◆ **Task description**: In the material below, count the lines where the word "SignedRequest" appears. Nothing but the number, please.
══ Task inputs ══
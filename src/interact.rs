//! Interaction attempt management: one attempt per jointly supported start method, plus
//! the resource-owner resolution hook.

// crates.io
use rand::Rng;
// self
use crate::{
	_prelude::*,
	config::EngineConfig,
	model::{Grant, Interaction, InteractionId, InteractionState, StartMethod, secret::random_hex},
	store::GrantStore,
};

/// Creates and resolves interaction attempts on behalf of the engine.
#[derive(Clone)]
pub struct InteractionManager {
	config: EngineConfig,
	store: Arc<dyn GrantStore>,
}
impl InteractionManager {
	/// Creates a manager over the grant store.
	pub fn new(config: EngineConfig, store: Arc<dyn GrantStore>) -> Self {
		Self { config, store }
	}

	/// Start methods both the client declared and the server offers, in the client's
	/// declared order.
	pub fn joint_methods(&self, grant: &Grant) -> Vec<StartMethod> {
		grant
			.start_methods
			.iter()
			.copied()
			.filter(|method| self.config.start_methods.contains(method))
			.collect()
	}

	/// Builds one pending attempt per jointly supported start method.
	///
	/// A finish callback reference is minted only when the grant carries a finish
	/// descriptor; polling grants have nothing to redeem a reference against.
	pub fn create_attempts(&self, grant: &Grant, now: OffsetDateTime) -> Vec<Interaction> {
		self.joint_methods(grant)
			.into_iter()
			.map(|method| {
				let id = InteractionId::random();
				let uri = match method {
					StartMethod::Redirect | StartMethod::App =>
						Some(self.config.interact_uri(&id)),
					StartMethod::UserCodeUri => Some(self.config.device_uri()),
					StartMethod::UserCode => None,
				};
				let code = method.uses_code().then(user_code);
				let reference = grant.finish.as_ref().map(|_| random_hex(20));

				Interaction {
					id,
					grant: grant.id.clone(),
					method,
					uri,
					code,
					reference,
					state: InteractionState::Pending,
					expires_at: self.config.interaction_expiry.map(|bound| now + bound),
					finished_at: None,
					created_at: now,
				}
			})
			.collect()
	}

	/// Records the resource owner's decision on an open attempt.
	///
	/// This is the hook an authorization UI calls after the owner acts; the decision
	/// takes effect on the grant at the next continuation.
	pub async fn resolve(
		&self,
		id: &InteractionId,
		approved: bool,
		now: OffsetDateTime,
	) -> Result<Interaction> {
		let mut interaction = self.store.fetch_interaction(id).await?.ok_or_else(|| {
			Error::UnknownRequest { reason: format!("interaction '{id}' not found") }
		})?;

		if interaction.is_expired_at(now) {
			// Expiry is stamped on first sight.
			if interaction.state == InteractionState::Pending {
				interaction.state = InteractionState::Expired;
				self.store.save_interaction(interaction).await?;
			}

			return Err(Error::InvalidInteraction {
				reason: format!("interaction '{id}' expired"),
			});
		}
		if interaction.is_finished() {
			return Err(Error::InvalidInteraction {
				reason: format!("interaction '{id}' is already finished"),
			});
		}

		interaction.state =
			if approved { InteractionState::Approved } else { InteractionState::Denied };

		if !self.store.save_interaction(interaction.clone()).await? {
			return Err(Error::UnknownRequest {
				reason: format!("the grant behind interaction '{id}' no longer exists"),
			});
		}

		Ok(interaction)
	}
}
impl Debug for InteractionManager {
	fn fmt(&self, f: &mut Formatter) -> FmtResult {
		f.debug_struct("InteractionManager").field("config", &self.config).finish_non_exhaustive()
	}
}

/// Six-digit human-typable code.
fn user_code() -> String {
	format!("{:06}", rand::rng().random_range(0..1_000_000_u32))
}

#[cfg(test)]
mod tests {
	// self
	use super::*;
	use crate::{
		_preludet::*,
		model::{ClientId, FinishMethod, FinishSpec},
		store::MemoryStore,
	};

	fn manager() -> (InteractionManager, Arc<MemoryStore>) {
		let store = Arc::new(MemoryStore::default());

		(InteractionManager::new(test_config(), store.clone()), store)
	}

	fn grant_with(methods: Vec<StartMethod>, finish: Option<FinishSpec>) -> Grant {
		Grant::new(
			ClientId::new("client-1").expect("Client fixture should be valid."),
			methods,
			finish,
			Duration::seconds(30),
		)
	}

	fn finish_fixture() -> FinishSpec {
		FinishSpec {
			method: FinishMethod::Redirect,
			uri: "https://client.example/cb".parse().expect("URI fixture should parse."),
			nonce: "NONCE".into(),
		}
	}

	#[test]
	fn attempts_cover_each_joint_method_with_the_right_artifacts() {
		let (manager, _) = manager();
		let grant = grant_with(
			vec![
				StartMethod::Redirect,
				StartMethod::App,
				StartMethod::UserCode,
				StartMethod::UserCodeUri,
			],
			Some(finish_fixture()),
		);
		let now = OffsetDateTime::now_utc();
		let attempts = manager.create_attempts(&grant, now);

		assert_eq!(attempts.len(), 4);

		for attempt in &attempts {
			assert_eq!(attempt.state, InteractionState::Pending);
			assert_eq!(attempt.grant, grant.id);
			assert!(attempt.reference.is_some());
			assert!(attempt.expires_at.is_some());
			assert_eq!(attempt.code.is_some(), attempt.method.uses_code());

			match attempt.method {
				StartMethod::UserCode => assert!(attempt.uri.is_none()),
				StartMethod::UserCodeUri => assert_eq!(
					attempt.uri.as_ref().map(Url::as_str),
					Some("https://as.example/device")
				),
				_ => assert!(
					attempt
						.uri
						.as_ref()
						.is_some_and(|uri| uri.path().starts_with("/interact/"))
				),
			}
			if let Some(code) = &attempt.code {
				assert_eq!(code.len(), 6);
				assert!(code.chars().all(|c| c.is_ascii_digit()));
			}
		}
	}

	#[test]
	fn unsupported_methods_produce_no_attempts_and_polling_grants_no_references() {
		let (manager, _) = manager();
		let mut grant = grant_with(vec![StartMethod::Redirect], None);
		let attempts = manager.create_attempts(&grant, OffsetDateTime::now_utc());

		assert_eq!(attempts.len(), 1);
		assert!(attempts[0].reference.is_none());

		grant.start_methods = Vec::new();

		assert!(manager.create_attempts(&grant, OffsetDateTime::now_utc()).is_empty());
	}

	#[tokio::test]
	async fn resolution_consumes_only_open_attempts() {
		let (manager, store) = manager();
		let grant = grant_with(vec![StartMethod::Redirect], None);
		let now = OffsetDateTime::now_utc();
		let attempts = manager.create_attempts(&grant, now);

		store
			.insert_grant(grant.clone(), Vec::new())
			.await
			.expect("Insert should succeed.");
		store
			.save_interaction(attempts[0].clone())
			.await
			.expect("Save should succeed.");

		let resolved = manager
			.resolve(&attempts[0].id, true, now)
			.await
			.expect("Open attempt should resolve.");

		assert_eq!(resolved.state, InteractionState::Approved);

		// Resolution is idempotent at the state level but a finished attempt cannot flip.
		let mut finished = resolved.clone();

		finished.finished_at = Some(now);
		store.save_interaction(finished).await.expect("Save should succeed.");

		assert!(matches!(
			manager.resolve(&attempts[0].id, false, now).await,
			Err(Error::InvalidInteraction { .. })
		));
	}

	#[tokio::test]
	async fn expired_attempts_are_stamped_and_rejected() {
		let (manager, store) = manager();
		let grant = grant_with(vec![StartMethod::Redirect], None);
		let now = OffsetDateTime::now_utc();
		let mut attempts = manager.create_attempts(&grant, now);

		attempts[0].expires_at = Some(now - Duration::seconds(1));
		store
			.insert_grant(grant.clone(), Vec::new())
			.await
			.expect("Insert should succeed.");
		store
			.save_interaction(attempts[0].clone())
			.await
			.expect("Save should succeed.");

		assert!(matches!(
			manager.resolve(&attempts[0].id, true, now).await,
			Err(Error::InvalidInteraction { .. })
		));

		let stored = store
			.fetch_interaction(&attempts[0].id)
			.await
			.expect("Fetch should succeed.")
			.expect("Interaction should exist.");

		assert_eq!(stored.state, InteractionState::Expired);
	}

	#[tokio::test]
	async fn unknown_attempts_do_not_resolve() {
		let (manager, _) = manager();

		assert!(matches!(
			manager.resolve(&InteractionId::random(), true, OffsetDateTime::now_utc()).await,
			Err(Error::UnknownRequest { .. })
		));
	}
}
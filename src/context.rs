//! Authenticated request context handed to engine operations.
//!
//! The engine's `authenticate_*` entry points verify a request's signatures first and
//! only then produce a [`RequestContext`]; grant logic never sees raw headers.

// self
use crate::{
	_prelude::*,
	httpsig::SignedRequest,
	model::{Client, Secret},
};

/// A signature-verified request identity.
///
/// Immutable by construction: once issued, the client binding cannot be swapped out
/// mid-operation.
#[derive(Clone, Debug)]
pub struct RequestContext {
	client: Client,
	credential: Option<Secret>,
}
impl RequestContext {
	/// Context for a request authenticated by key proof alone.
	pub fn new(client: Client) -> Self {
		Self { client, credential: None }
	}

	/// Context for a request that additionally presented a bearer credential, e.g. a
	/// continuation access token.
	pub fn with_credential(client: Client, credential: Secret) -> Self {
		Self { client, credential: Some(credential) }
	}

	/// The verified client.
	pub fn client(&self) -> &Client {
		&self.client
	}

	/// The presented credential, when one accompanied the request.
	pub fn credential(&self) -> Option<&Secret> {
		self.credential.as_ref()
	}
}

/// Extracts the credential from a `Authorization: GNAP <value>` header.
///
/// Returns `None` when no `Authorization` header is present; a header with a different
/// scheme or an empty credential is rejected.
pub fn gnap_credential(request: &SignedRequest) -> Result<Option<Secret>> {
	let Some(header) = request.header("authorization") else {
		return Ok(None);
	};
	let (scheme, value) = header.trim().split_once(char::is_whitespace).ok_or_else(|| {
		Error::InvalidClient { reason: "malformed Authorization header".into() }
	})?;

	if !scheme.eq_ignore_ascii_case("gnap") {
		return Err(Error::InvalidClient {
			reason: format!("unsupported authorization scheme '{scheme}'"),
		});
	}

	let value = value.trim();

	if value.is_empty() {
		return Err(Error::InvalidClient { reason: "empty GNAP credential".into() });
	}

	Ok(Some(Secret::new(value)))
}

#[cfg(test)]
mod tests {
	// self
	use super::*;

	fn request(authorization: Option<&str>) -> SignedRequest {
		let request = SignedRequest::new(
			"POST",
			"https://as.example/gnap/continue/g-1".parse().expect("URI fixture should parse."),
		);

		match authorization {
			Some(value) => request.with_header("Authorization", value),
			None => request,
		}
	}

	#[test]
	fn extracts_gnap_credentials_case_insensitively() {
		let credential = gnap_credential(&request(Some("gnap ABC123")))
			.expect("Header should parse.")
			.expect("Credential should be present.");

		assert_eq!(credential.expose(), "ABC123");
		assert!(
			gnap_credential(&request(Some("GNAP  ABC123 ")))
				.expect("Header should parse.")
				.is_some()
		);
	}

	#[test]
	fn foreign_schemes_and_empty_values_are_rejected() {
		assert!(matches!(
			gnap_credential(&request(Some("Bearer ABC123"))),
			Err(Error::InvalidClient { .. })
		));
		assert!(matches!(
			gnap_credential(&request(Some("GNAP "))),
			Err(Error::InvalidClient { .. })
		));
		assert!(matches!(
			gnap_credential(&request(Some("GNAP"))),
			Err(Error::InvalidClient { .. })
		));
	}

	#[test]
	fn absent_headers_yield_no_credential() {
		assert_eq!(
			gnap_credential(&request(None)).expect("Absent header should be accepted."),
			None
		);
	}
}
═══
◆ **Task solution**: 4